Christopher Detzel (30:45):
So two people asked me that question, so boom. Perfect. And then can we include audit logs, part of the data loading to Snowflake?
Jon Ulloa (30:54):
Yeah. That's a good question. So I mentioned that we're launching our connector. We launched our connector yesterday, and we're starting with some key data types. One of the data types on our roadmap in the future is audit data. So for audit logs, that is planned for a future release.
Christopher Detzel (31:12):
Great. Let's keep going, and we'll keep piling in these questions, and then I'll start asking them here shortly again.
Jon Ulloa (31:29):
Okay, sounds good. All right. I assume you guys can still see my screen?

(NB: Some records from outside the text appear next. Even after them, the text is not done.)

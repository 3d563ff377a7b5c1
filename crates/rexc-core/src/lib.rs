#![forbid(unsafe_code)]
//! rexc-core: shared, pure data for the rexc compiler.
//!
//! - `rex`: the optimizer's relational-expression model (compiler input)
//! - `expr`: typed execution expressions (compiler output)
//! - `schema`: value types and ordered output schemas
//! - `plan`: physical plan nodes carrying converted expressions
//! - `config`, `error`, `hash`: ambient pieces every layer shares
//!
//! No I/O and no planning logic here; that lives in `rexc-planner`.

pub mod config;
pub mod error;
pub mod expr;
pub mod hash;
pub mod plan;
pub mod prelude;
pub mod rex;
pub mod schema;

pub use error::{Error, Result};

/// Crate version, reported by the CLI next to plan fingerprints.
pub const VERSION: &str = env!("CARGO_PKG_VERSION");
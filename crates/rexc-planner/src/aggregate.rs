//! Physical aggregate adapter.
//!
//! `AggregateRel` is the optimizer-side physical aggregate: group set,
//! aggregate calls, optional post-aggregate predicate, and a strategy the
//! optimizer has already picked. `to_plan_node` lowers it into an
//! `AggregatePlanNode`; serial and hashed variants share every conversion step
//! and differ only in the strategy tag they carry.

use serde::{Deserialize, Serialize};

use rexc_core::error::{Error, Result};
use rexc_core::expr::Expr;
use rexc_core::hash::{hash_serde, Hash256};
use rexc_core::plan::{
    AggregateColumn, AggregateFunction, AggregatePlanNode, AggregateStrategy, PlanNode,
};
use rexc_core::rex::{AggKind, AggregateCall, RexNode};
use rexc_core::schema::{NodeSchema, SchemaColumn};

use crate::context::CompileContext;
use crate::convert::ExprConverter;
use crate::types::resolve_type;

/// How rows are spread across partitions.
#[derive(Debug, Clone, Default, PartialEq, Eq, Serialize, Deserialize)]
#[serde(rename_all = "lowercase")]
pub enum Distribution {
    #[default]
    Any,
    Single,
    Hashed(Vec<usize>),
}

/// Physical traits the optimizer attaches to a rel: ordering and distribution.
#[derive(Debug, Clone, Default, PartialEq, Eq, Serialize, Deserialize)]
pub struct TraitSet {
    /// Output ordering as field indices, most significant first.
    #[serde(default)]
    pub collation: Vec<usize>,
    #[serde(default)]
    pub distribution: Distribution,
}

impl TraitSet {
    pub fn sorted_on(fields: Vec<usize>) -> Self {
        Self {
            collation: fields,
            distribution: Distribution::Any,
        }
    }
}

#[derive(Debug, Clone, PartialEq, Serialize, Deserialize)]
pub struct AggregateRel {
    pub strategy: AggregateStrategy,
    pub traits: TraitSet,
    pub input: PlanNode,
    pub group_set: Vec<usize>,
    pub group_sets: Vec<Vec<usize>>,
    pub agg_calls: Vec<AggregateCall>,
    pub post_predicate: Option<RexNode>,
}

impl AggregateRel {
    pub fn new(
        strategy: AggregateStrategy,
        traits: TraitSet,
        input: PlanNode,
        group_set: Vec<usize>,
        agg_calls: Vec<AggregateCall>,
    ) -> Self {
        Self {
            strategy,
            traits,
            input,
            group_set,
            group_sets: vec![],
            agg_calls,
            post_predicate: None,
        }
    }

    pub fn with_group_sets(mut self, group_sets: Vec<Vec<usize>>) -> Self {
        self.group_sets = group_sets;
        self
    }

    pub fn with_post_predicate(mut self, predicate: RexNode) -> Self {
        self.post_predicate = Some(predicate);
        self
    }

    /// Same aggregate over a different input and trait set. Strategy, groups,
    /// calls and post predicate carry over unchanged.
    pub fn copy(&self, traits: TraitSet, input: PlanNode) -> Self {
        Self {
            strategy: self.strategy,
            traits,
            input,
            group_set: self.group_set.clone(),
            group_sets: self.group_sets.clone(),
            agg_calls: self.agg_calls.clone(),
            post_predicate: self.post_predicate.clone(),
        }
    }

    /// Fingerprint of the aggregate configuration, ignoring input and traits.
    pub fn config_fingerprint(&self) -> Result<Hash256> {
        hash_serde(&(
            &self.strategy,
            &self.group_set,
            &self.group_sets,
            &self.agg_calls,
            &self.post_predicate,
        ))
    }

    pub fn to_plan_node(&self, ctx: &mut CompileContext) -> Result<PlanNode> {
        let input_schema = self.input.output_schema();
        let group_set = normalized_group_set(&self.group_set);
        let mut output = NodeSchema::new();

        let mut group_by = Vec::with_capacity(group_set.len());
        for &idx in &group_set {
            let (col, tve) = input_column_ref(input_schema, idx)?;
            let name = col.name.clone();
            group_by.push(tve.clone());
            output.push(SchemaColumn {
                name: name.clone(),
                table_name: String::new(),
                column_name: name,
                ordinal: output.len(),
                expr: tve,
            });
        }

        let grouping_sets = self.grouping_set_positions(&group_set)?;

        let mut aggregates = Vec::with_capacity(self.agg_calls.len());
        for call in &self.agg_calls {
            let ordinal = output.len();
            let func = aggregate_function(call)?;
            let operand = match call.args.as_slice() {
                [] => None,
                [arg] => Some(input_column_ref(input_schema, *arg)?.1),
                args => {
                    return Err(Error::unsupported(format!(
                        "{} over {} arguments",
                        call.kind,
                        args.len()
                    )));
                }
            };
            if operand.is_none() && func != AggregateFunction::CountStar {
                return Err(Error::invariant(format!(
                    "{} without an argument",
                    call.kind
                )));
            }

            let ty = resolve_type(&call.ty, ctx.config())?;
            // Unnamed calls follow the optimizer's `$f<ordinal>` convention.
            let name = call
                .name
                .clone()
                .unwrap_or_else(|| format!("$f{}", ordinal));

            output.push(SchemaColumn::computed(
                name.clone(),
                ordinal,
                Expr::tuple_ref("", name.clone(), ordinal, 0, ty),
            ));
            aggregates.push(AggregateColumn {
                func,
                distinct: call.distinct,
                operand,
                name,
                ty,
            });
        }

        let post_predicate = match &self.post_predicate {
            Some(pred) => Some(ExprConverter::new(ctx).convert(pred)?),
            None => None,
        };

        #[cfg(feature = "tracing")]
        tracing::debug!(
            strategy = ?self.strategy,
            group_by = group_by.len(),
            aggregates = aggregates.len(),
            having = post_predicate.is_some(),
            "built aggregate plan node"
        );

        Ok(PlanNode::Aggregate(AggregatePlanNode {
            strategy: self.strategy,
            group_by,
            grouping_sets,
            aggregates,
            post_predicate,
            output_schema: output,
            input: Box::new(self.input.clone()),
        }))
    }

    /// Grouping sets as positions into the (sorted) group-by list. A single
    /// set equal to the group set is plain GROUP BY and yields no sets.
    fn grouping_set_positions(&self, group_set: &[usize]) -> Result<Vec<Vec<usize>>> {
        match self.group_sets.as_slice() {
            [] => return Ok(vec![]),
            [only] if normalized_group_set(only) == group_set => return Ok(vec![]),
            _ => {}
        }

        self.group_sets
            .iter()
            .map(|set| {
                normalized_group_set(set)
                    .into_iter()
                    .map(|field| {
                        group_set.iter().position(|g| *g == field).ok_or_else(|| {
                            Error::invariant(format!(
                                "grouping set field {} is not in the group set {:?}",
                                field, group_set
                            ))
                        })
                    })
                    .collect::<Result<Vec<_>>>()
            })
            .collect()
    }
}

/// Group sets are bit sets upstream: ascending and duplicate-free.
fn normalized_group_set(fields: &[usize]) -> Vec<usize> {
    let mut out = fields.to_vec();
    out.sort_unstable();
    out.dedup();
    out
}

/// The input column at `idx` and a tuple ref reading it.
fn input_column_ref(schema: &NodeSchema, idx: usize) -> Result<(&SchemaColumn, Expr)> {
    let col = schema.column(idx).ok_or_else(|| {
        Error::invariant(format!(
            "aggregate references input field {} but the input has {} columns",
            idx,
            schema.len()
        ))
    })?;
    let tve = Expr::tuple_ref("", col.name.clone(), idx, 0, col.value_type());
    Ok((col, tve))
}

fn aggregate_function(call: &AggregateCall) -> Result<AggregateFunction> {
    Ok(match call.kind {
        AggKind::Count if call.args.is_empty() => AggregateFunction::CountStar,
        AggKind::Count => AggregateFunction::Count,
        AggKind::Sum | AggKind::Sum0 => AggregateFunction::Sum,
        AggKind::Min => AggregateFunction::Min,
        AggKind::Max => AggregateFunction::Max,
        AggKind::Avg => AggregateFunction::Avg,
        AggKind::StddevPop
        | AggKind::StddevSamp
        | AggKind::VarPop
        | AggKind::VarSamp
        | AggKind::SingleValue => {
            return Err(Error::unsupported(format!(
                "unsupported aggregate function: {}",
                call.kind
            )));
        }
    })
}
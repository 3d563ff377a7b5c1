use thiserror::Error;

/// Canonical result for rexc.
pub type Result<T> = std::result::Result<T, Error>;

#[derive(Debug, Error)]
pub enum Error {
    /// No internal value type exists for an external type descriptor.
    #[error("Type resolution error: {0}")]
    TypeResolution(String),

    /// The operator or function has no internal equivalent.
    #[error("Unsupported expression: {0}")]
    UnsupportedExpression(String),

    /// Caller contract violation or a bug in the compiler itself.
    #[error("Internal invariant failed: {0}")]
    Invariant(String),

    #[error("Invalid configuration: {0}")]
    Config(String),

    // Statement documents are parsed in the planner; their errors are mapped
    // here so every layer shares one error type.
    #[error("Parse error: {0}")]
    Parse(String),

    #[error("Hashing error: {0}")]
    Hash(String),
}

impl Error {
    pub fn invariant(msg: impl Into<String>) -> Self {
        Error::Invariant(msg.into())
    }

    pub fn unsupported(msg: impl Into<String>) -> Self {
        Error::UnsupportedExpression(msg.into())
    }
}

impl From<serde_json::Error> for Error {
    fn from(e: serde_json::Error) -> Self {
        Error::Hash(e.to_string())
    }
}
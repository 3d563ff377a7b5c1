//! Type resolution: external type descriptors to engine `TypeInfo`.
//!
//! Temporal values are always microseconds since epoch inside the engine.
//! The resolver only tags; the converter does the scaling when it
//! materializes literals.

use rexc_core::config::PlannerConfig;
use rexc_core::error::{Error, Result};
use rexc_core::rex::{RelType, SqlTypeName};
use rexc_core::schema::{TypeInfo, ValueType};

/// Map an external type descriptor to the engine's value type.
pub fn resolve_type(ty: &RelType, config: &PlannerConfig) -> Result<TypeInfo> {
    use SqlTypeName::*;

    let resolved = match ty.kind {
        Boolean => TypeInfo::new(ValueType::Boolean),
        TinyInt => TypeInfo::new(ValueType::TinyInt),
        SmallInt => TypeInfo::new(ValueType::SmallInt),
        Integer => TypeInfo::new(ValueType::Integer),
        BigInt => TypeInfo::new(ValueType::BigInt),
        Real | Float | Double => TypeInfo::new(ValueType::Float),
        Decimal => resolve_decimal(ty, config)?,
        Char | Varchar => TypeInfo::new(ValueType::String).with_width(ty.precision),
        Binary | Varbinary => TypeInfo::new(ValueType::VarBinary).with_width(ty.precision),
        Date | Timestamp => TypeInfo::timestamp(),
        IntervalYearMonth | IntervalDayTime => TypeInfo::interval(),
        Null => TypeInfo::new(ValueType::Null),
        Time | Any | Symbol | Array | Map => {
            return Err(Error::TypeResolution(format!(
                "no engine type for {:?}",
                ty.kind
            )))
        }
    };

    Ok(resolved.with_nullable(ty.nullable))
}

fn resolve_decimal(ty: &RelType, config: &PlannerConfig) -> Result<TypeInfo> {
    let precision = ty.precision.unwrap_or(config.max_decimal_precision);
    let scale = ty.scale.unwrap_or(0);

    if precision > config.max_decimal_precision {
        return Err(Error::TypeResolution(format!(
            "DECIMAL precision {} exceeds the maximum of {}",
            precision, config.max_decimal_precision
        )));
    }
    if scale > config.max_decimal_scale {
        return Err(Error::TypeResolution(format!(
            "DECIMAL scale {} exceeds the maximum of {}",
            scale, config.max_decimal_scale
        )));
    }
    if scale > precision {
        return Err(Error::TypeResolution(format!(
            "DECIMAL scale {} exceeds its precision {}",
            scale, precision
        )));
    }

    Ok(TypeInfo::decimal(precision, scale))
}

/// Result type of a binary arithmetic node from its operand types.
///
/// FLOAT wins over DECIMAL, DECIMAL over the integers, and integers widen to
/// BIGINT. A NULL operand takes the other side's type. Anything non-numeric
/// yields `Invalid`, which type finalization reports.
pub fn promote_arithmetic(left: &TypeInfo, right: &TypeInfo, config: &PlannerConfig) -> TypeInfo {
    let (l, r) = (left.value_type, right.value_type);
    let nullable = left.nullable || right.nullable;

    let promoted = match (l, r) {
        (ValueType::Null, ValueType::Null) => TypeInfo::new(ValueType::Null),
        (ValueType::Null, other) | (other, ValueType::Null) if other.is_numeric() => {
            widen(other, config)
        }
        (a, b) if a.is_numeric() && b.is_numeric() => {
            if a == ValueType::Float || b == ValueType::Float {
                TypeInfo::new(ValueType::Float)
            } else if a == ValueType::Decimal || b == ValueType::Decimal {
                engine_decimal(config)
            } else {
                TypeInfo::bigint()
            }
        }
        _ => TypeInfo::invalid(),
    };

    promoted.with_nullable(nullable)
}

fn widen(vt: ValueType, config: &PlannerConfig) -> TypeInfo {
    match vt {
        ValueType::Float => TypeInfo::new(ValueType::Float),
        ValueType::Decimal => engine_decimal(config),
        _ => TypeInfo::bigint(),
    }
}

/// The engine computes all DECIMAL arithmetic at its maximum precision/scale.
fn engine_decimal(config: &PlannerConfig) -> TypeInfo {
    TypeInfo::decimal(config.max_decimal_precision, config.max_decimal_scale)
}
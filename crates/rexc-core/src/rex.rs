//! The optimizer's relational-expression model, as the compiler sees it.
//!
//! This is the input side: a closed set of node kinds, read-only during
//! conversion. It is serde-friendly so statements can be described in YAML
//! or JSON and fed to the planner without the optimizer in the loop.

use std::fmt;

use rust_decimal::Decimal;
use serde::{Deserialize, Serialize};

/// External SQL type names.
#[derive(Debug, Clone, Copy, PartialEq, Eq, Hash, Serialize, Deserialize)]
#[serde(rename_all = "UPPERCASE")]
pub enum SqlTypeName {
    Boolean,
    TinyInt,
    SmallInt,
    Integer,
    BigInt,
    Decimal,
    Float,
    Real,
    Double,
    Date,
    Time,
    Timestamp,
    #[serde(rename = "INTERVAL_YEAR_MONTH")]
    IntervalYearMonth,
    #[serde(rename = "INTERVAL_DAY_TIME")]
    IntervalDayTime,
    Char,
    Varchar,
    Binary,
    Varbinary,
    Null,
    Any,
    Symbol,
    Array,
    Map,
}

impl SqlTypeName {
    pub fn is_interval(self) -> bool {
        matches!(
            self,
            SqlTypeName::IntervalYearMonth | SqlTypeName::IntervalDayTime
        )
    }
}

fn default_nullable() -> bool {
    true
}

/// External type descriptor.
#[derive(Debug, Clone, Copy, PartialEq, Eq, Hash, Serialize, Deserialize)]
pub struct RelType {
    pub kind: SqlTypeName,
    #[serde(default, skip_serializing_if = "Option::is_none")]
    pub precision: Option<u32>,
    #[serde(default, skip_serializing_if = "Option::is_none")]
    pub scale: Option<u32>,
    #[serde(default = "default_nullable")]
    pub nullable: bool,
}

impl RelType {
    pub const fn new(kind: SqlTypeName) -> Self {
        Self {
            kind,
            precision: None,
            scale: None,
            nullable: true,
        }
    }

    pub const fn decimal(precision: u32, scale: u32) -> Self {
        Self {
            kind: SqlTypeName::Decimal,
            precision: Some(precision),
            scale: Some(scale),
            nullable: true,
        }
    }

    pub const fn varchar(width: u32) -> Self {
        Self {
            kind: SqlTypeName::Varchar,
            precision: Some(width),
            scale: None,
            nullable: true,
        }
    }

    pub fn not_null(mut self) -> Self {
        self.nullable = false;
        self
    }

    pub fn is_interval(&self) -> bool {
        self.kind.is_interval()
    }
}

#[derive(Debug, Clone, PartialEq, Eq, Serialize, Deserialize)]
pub struct RelField {
    pub name: String,
    #[serde(rename = "type")]
    pub ty: RelType,
}

impl RelField {
    pub fn new(name: impl Into<String>, ty: RelType) -> Self {
        Self {
            name: name.into(),
            ty,
        }
    }
}

/// Row type of a relation: ordered named fields.
#[derive(Debug, Clone, Default, PartialEq, Eq, Serialize, Deserialize)]
#[serde(transparent)]
pub struct RowType {
    pub fields: Vec<RelField>,
}

impl RowType {
    pub fn new(fields: Vec<RelField>) -> Self {
        Self { fields }
    }

    pub fn field_count(&self) -> usize {
        self.fields.len()
    }

    pub fn field_names(&self) -> impl Iterator<Item = &str> {
        self.fields.iter().map(|f| f.name.as_str())
    }
}

/// Operator kinds reported by the optimizer.
#[derive(Debug, Clone, Copy, PartialEq, Eq, Hash, Serialize, Deserialize)]
#[serde(rename_all = "SCREAMING_SNAKE_CASE")]
pub enum SqlKind {
    And,
    Or,
    Equals,
    NotEquals,
    LessThan,
    GreaterThan,
    LessThanOrEqual,
    GreaterThanOrEqual,
    Like,
    Plus,
    Minus,
    Times,
    Divide,
    Mod,
    Cast,
    Not,
    IsNull,
    IsNotNull,
    Exists,
    Case,
    Coalesce,
    /// Functions and operators without a dedicated kind; identified by name.
    Other,
    OtherFunction,
}

impl SqlKind {
    pub fn name(self) -> &'static str {
        match self {
            SqlKind::And => "AND",
            SqlKind::Or => "OR",
            SqlKind::Equals => "EQUALS",
            SqlKind::NotEquals => "NOT_EQUALS",
            SqlKind::LessThan => "LESS_THAN",
            SqlKind::GreaterThan => "GREATER_THAN",
            SqlKind::LessThanOrEqual => "LESS_THAN_OR_EQUAL",
            SqlKind::GreaterThanOrEqual => "GREATER_THAN_OR_EQUAL",
            SqlKind::Like => "LIKE",
            SqlKind::Plus => "PLUS",
            SqlKind::Minus => "MINUS",
            SqlKind::Times => "TIMES",
            SqlKind::Divide => "DIVIDE",
            SqlKind::Mod => "MOD",
            SqlKind::Cast => "CAST",
            SqlKind::Not => "NOT",
            SqlKind::IsNull => "IS_NULL",
            SqlKind::IsNotNull => "IS_NOT_NULL",
            SqlKind::Exists => "EXISTS",
            SqlKind::Case => "CASE",
            SqlKind::Coalesce => "COALESCE",
            SqlKind::Other => "OTHER",
            SqlKind::OtherFunction => "OTHER_FUNCTION",
        }
    }

    /// Conventional operator spelling, used when a document omits `name`.
    fn default_symbol(self) -> &'static str {
        match self {
            SqlKind::And => "AND",
            SqlKind::Or => "OR",
            SqlKind::Equals => "=",
            SqlKind::NotEquals => "<>",
            SqlKind::LessThan => "<",
            SqlKind::GreaterThan => ">",
            SqlKind::LessThanOrEqual => "<=",
            SqlKind::GreaterThanOrEqual => ">=",
            SqlKind::Like => "LIKE",
            SqlKind::Plus => "+",
            SqlKind::Minus => "-",
            SqlKind::Times => "*",
            SqlKind::Divide => "/",
            SqlKind::Mod => "MOD",
            SqlKind::Cast => "CAST",
            SqlKind::Not => "NOT",
            SqlKind::IsNull => "IS NULL",
            SqlKind::IsNotNull => "IS NOT NULL",
            SqlKind::Exists => "EXISTS",
            SqlKind::Case => "CASE",
            SqlKind::Coalesce => "COALESCE",
            SqlKind::Other | SqlKind::OtherFunction => "",
        }
    }
}

impl fmt::Display for SqlKind {
    fn fmt(&self, f: &mut fmt::Formatter<'_>) -> fmt::Result {
        f.write_str(self.name())
    }
}

#[derive(Debug, Clone, PartialEq, Eq, Serialize, Deserialize)]
pub struct Operator {
    pub kind: SqlKind,
    #[serde(default)]
    pub name: String,
}

impl Operator {
    pub fn new(kind: SqlKind, name: impl Into<String>) -> Self {
        Self {
            kind,
            name: name.into(),
        }
    }

    pub fn of(kind: SqlKind) -> Self {
        Self::new(kind, kind.default_symbol())
    }
}

/// Literal payload, by value category.
#[derive(Debug, Clone, PartialEq, Eq, Serialize, Deserialize)]
#[serde(rename_all = "snake_case")]
pub enum LiteralValue {
    Null,
    /// Character string.
    Char(String),
    /// Exact numeric. Interval literals use this category too, in
    /// milliseconds (day-time) or months (year-month).
    Exact(#[serde(with = "exact_text")] Decimal),
    /// Calendar value as milliseconds since the Unix epoch.
    Calendar(i64),
    Boolean(bool),
    Binary(Vec<u8>),
    /// Flag values such as TRIM's LEADING/TRAILING.
    Symbol(String),
}

impl LiteralValue {
    pub fn category(&self) -> &'static str {
        match self {
            LiteralValue::Null => "null",
            LiteralValue::Char(_) => "char",
            LiteralValue::Exact(_) => "exact",
            LiteralValue::Calendar(_) => "calendar",
            LiteralValue::Boolean(_) => "boolean",
            LiteralValue::Binary(_) => "binary",
            LiteralValue::Symbol(_) => "symbol",
        }
    }
}

/// Exact literals travel as text so their scale survives: `"12.50"` stays
/// `12.50`. Integers are accepted as-is; floats are refused because they
/// have already lost the scale.
mod exact_text {
    use std::fmt;
    use std::str::FromStr;

    use rust_decimal::Decimal;
    use serde::de::{self, Visitor};
    use serde::{Deserializer, Serializer};

    pub fn serialize<S: Serializer>(value: &Decimal, serializer: S) -> Result<S::Ok, S::Error> {
        serializer.serialize_str(&value.to_string())
    }

    pub fn deserialize<'de, D: Deserializer<'de>>(deserializer: D) -> Result<Decimal, D::Error> {
        deserializer.deserialize_any(ExactVisitor)
    }

    struct ExactVisitor;

    impl<'de> Visitor<'de> for ExactVisitor {
        type Value = Decimal;

        fn expecting(&self, f: &mut fmt::Formatter<'_>) -> fmt::Result {
            f.write_str("an exact numeric as a string (e.g. \"12.50\") or an integer")
        }

        fn visit_str<E: de::Error>(self, v: &str) -> Result<Decimal, E> {
            Decimal::from_str(v.trim())
                .map_err(|e| E::custom(format!("invalid exact literal '{}': {}", v, e)))
        }

        fn visit_i64<E: de::Error>(self, v: i64) -> Result<Decimal, E> {
            Ok(Decimal::from(v))
        }

        fn visit_u64<E: de::Error>(self, v: u64) -> Result<Decimal, E> {
            Ok(Decimal::from(v))
        }

        fn visit_f64<E: de::Error>(self, v: f64) -> Result<Decimal, E> {
            Err(E::custom(format!(
                "exact literal {} was read as a float and lost its scale; quote it",
                v
            )))
        }
    }
}

/// One external scalar expression node.
#[derive(Debug, Clone, PartialEq, Eq, Serialize, Deserialize)]
#[serde(tag = "rex", rename_all = "snake_case")]
pub enum RexNode {
    InputRef {
        index: usize,
        #[serde(rename = "type")]
        ty: RelType,
    },
    DynamicParam {
        #[serde(rename = "type")]
        ty: RelType,
    },
    Literal {
        value: LiteralValue,
        #[serde(rename = "type")]
        ty: RelType,
    },
    Call {
        op: Operator,
        operands: Vec<RexNode>,
        #[serde(rename = "type")]
        ty: RelType,
    },
    /// Positional reference into the enclosing program's expression list.
    LocalRef {
        index: usize,
        #[serde(rename = "type")]
        ty: RelType,
    },
}

impl RexNode {
    pub fn input_ref(index: usize, ty: RelType) -> Self {
        RexNode::InputRef { index, ty }
    }

    pub fn dynamic_param(ty: RelType) -> Self {
        RexNode::DynamicParam { ty }
    }

    pub fn literal(value: LiteralValue, ty: RelType) -> Self {
        RexNode::Literal { value, ty }
    }

    pub fn local_ref(index: usize, ty: RelType) -> Self {
        RexNode::LocalRef { index, ty }
    }

    pub fn call(kind: SqlKind, operands: Vec<RexNode>, ty: RelType) -> Self {
        RexNode::Call {
            op: Operator::of(kind),
            operands,
            ty,
        }
    }

    pub fn call_named(op: Operator, operands: Vec<RexNode>, ty: RelType) -> Self {
        RexNode::Call { op, operands, ty }
    }

    pub fn ty(&self) -> &RelType {
        match self {
            RexNode::InputRef { ty, .. }
            | RexNode::DynamicParam { ty }
            | RexNode::Literal { ty, .. }
            | RexNode::Call { ty, .. }
            | RexNode::LocalRef { ty, .. } => ty,
        }
    }
}

/// A named output of a program, pointing at one of its expressions.
#[derive(Debug, Clone, PartialEq, Eq, Serialize, Deserialize)]
pub struct NamedProject {
    #[serde(rename = "ref")]
    pub local_ref: usize,
    pub name: String,
}

/// Shared sub-expressions plus the named projections that reference them.
#[derive(Debug, Clone, Default, PartialEq, Eq, Serialize, Deserialize)]
pub struct RexProgram {
    pub exprs: Vec<RexNode>,
    pub projects: Vec<NamedProject>,
    /// Optional filter, as an index into `exprs`.
    #[serde(default, skip_serializing_if = "Option::is_none")]
    pub condition: Option<usize>,
}

impl RexProgram {
    pub fn new(exprs: Vec<RexNode>) -> Self {
        Self {
            exprs,
            projects: vec![],
            condition: None,
        }
    }

    pub fn project(mut self, local_ref: usize, name: impl Into<String>) -> Self {
        self.projects.push(NamedProject {
            local_ref,
            name: name.into(),
        });
        self
    }

    pub fn with_condition(mut self, local_ref: usize) -> Self {
        self.condition = Some(local_ref);
        self
    }
}

/// Aggregate function kinds reported by the optimizer.
#[derive(Debug, Clone, Copy, PartialEq, Eq, Hash, Serialize, Deserialize)]
#[serde(rename_all = "SCREAMING_SNAKE_CASE")]
pub enum AggKind {
    Count,
    Sum,
    Sum0,
    Min,
    Max,
    Avg,
    StddevPop,
    StddevSamp,
    VarPop,
    VarSamp,
    SingleValue,
}

impl fmt::Display for AggKind {
    fn fmt(&self, f: &mut fmt::Formatter<'_>) -> fmt::Result {
        fmt::Debug::fmt(self, f)
    }
}

/// One aggregate call: function kind plus input field references.
#[derive(Debug, Clone, PartialEq, Eq, Serialize, Deserialize)]
pub struct AggregateCall {
    pub kind: AggKind,
    #[serde(default)]
    pub distinct: bool,
    #[serde(default)]
    pub args: Vec<usize>,
    #[serde(rename = "type")]
    pub ty: RelType,
    #[serde(default, skip_serializing_if = "Option::is_none")]
    pub name: Option<String>,
}

impl AggregateCall {
    pub fn new(kind: AggKind, args: Vec<usize>, ty: RelType) -> Self {
        Self {
            kind,
            distinct: false,
            args,
            ty,
            name: None,
        }
    }

    pub fn named(mut self, name: impl Into<String>) -> Self {
        self.name = Some(name.into());
        self
    }

    pub fn distinct(mut self) -> Self {
        self.distinct = true;
        self
    }
}

#[cfg(test)]
mod tests {
    use super::*;

    #[test]
    fn rex_json_shape() {
        let node = RexNode::call(
            SqlKind::Equals,
            vec![
                RexNode::input_ref(0, RelType::new(SqlTypeName::Integer)),
                RexNode::dynamic_param(RelType::new(SqlTypeName::Integer)),
            ],
            RelType::new(SqlTypeName::Boolean),
        );
        let json = serde_json::to_value(&node).unwrap();
        assert_eq!(json["rex"], "call");
        assert_eq!(json["op"]["kind"], "EQUALS");
        assert_eq!(json["operands"][0]["rex"], "input_ref");
        assert_eq!(json["operands"][1]["type"]["kind"], "INTEGER");

        let back: RexNode = serde_json::from_value(json).unwrap();
        assert_eq!(back, node);
    }

    #[test]
    fn exact_literal_keeps_its_scale() {
        let v: LiteralValue = serde_json::from_str(r#"{"exact": "12.50"}"#).unwrap();
        match &v {
            LiteralValue::Exact(d) => assert_eq!(d.to_string(), "12.50"),
            other => panic!("expected exact, got {:?}", other),
        }
        assert_eq!(serde_json::to_string(&v).unwrap(), r#"{"exact":"12.50"}"#);

        let int: LiteralValue = serde_json::from_str(r#"{"exact": 86400000}"#).unwrap();
        assert_eq!(int, LiteralValue::Exact(Decimal::from(86_400_000)));
    }

    #[test]
    fn float_exact_literal_is_refused() {
        let err = serde_json::from_str::<LiteralValue>(r#"{"exact": 12.50}"#).unwrap_err();
        assert!(err.to_string().contains("quote it"));
    }

    #[test]
    fn type_defaults_to_nullable() {
        let ty: RelType = serde_json::from_str(r#"{"kind": "INTERVAL_DAY_TIME"}"#).unwrap();
        assert!(ty.nullable);
        assert!(ty.is_interval());
    }

    #[test]
    fn operator_of_fills_symbol() {
        assert_eq!(Operator::of(SqlKind::Plus).name, "+");
        assert_eq!(Operator::of(SqlKind::Other).name, "");
    }
}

Christopher Detzel (31:31):
Jon Ulloa (31:32):
Awesome. I have here a connected Snowflake instance here with our connector here, and I have a variety of queries to show you a little bit more about that schema that we were talking about with the data table. And let me just go ahead and start running this, so it will give you a sense of what schema we're working with here. Okay. By the way, I don't know if you guys have started using the new Snowflake UI, but I converted it about a month ago and it's really good, it's really snazzy. So if you guys are considering doing that, I was a console UI person for a while, but this is super helpful to be able to understand JSON comparisons across. It keeps on the same line, which is great. And the only UI, Chris, I can think of that's close to this is the new Reltio UI, so the shameless plug for Reltio UI.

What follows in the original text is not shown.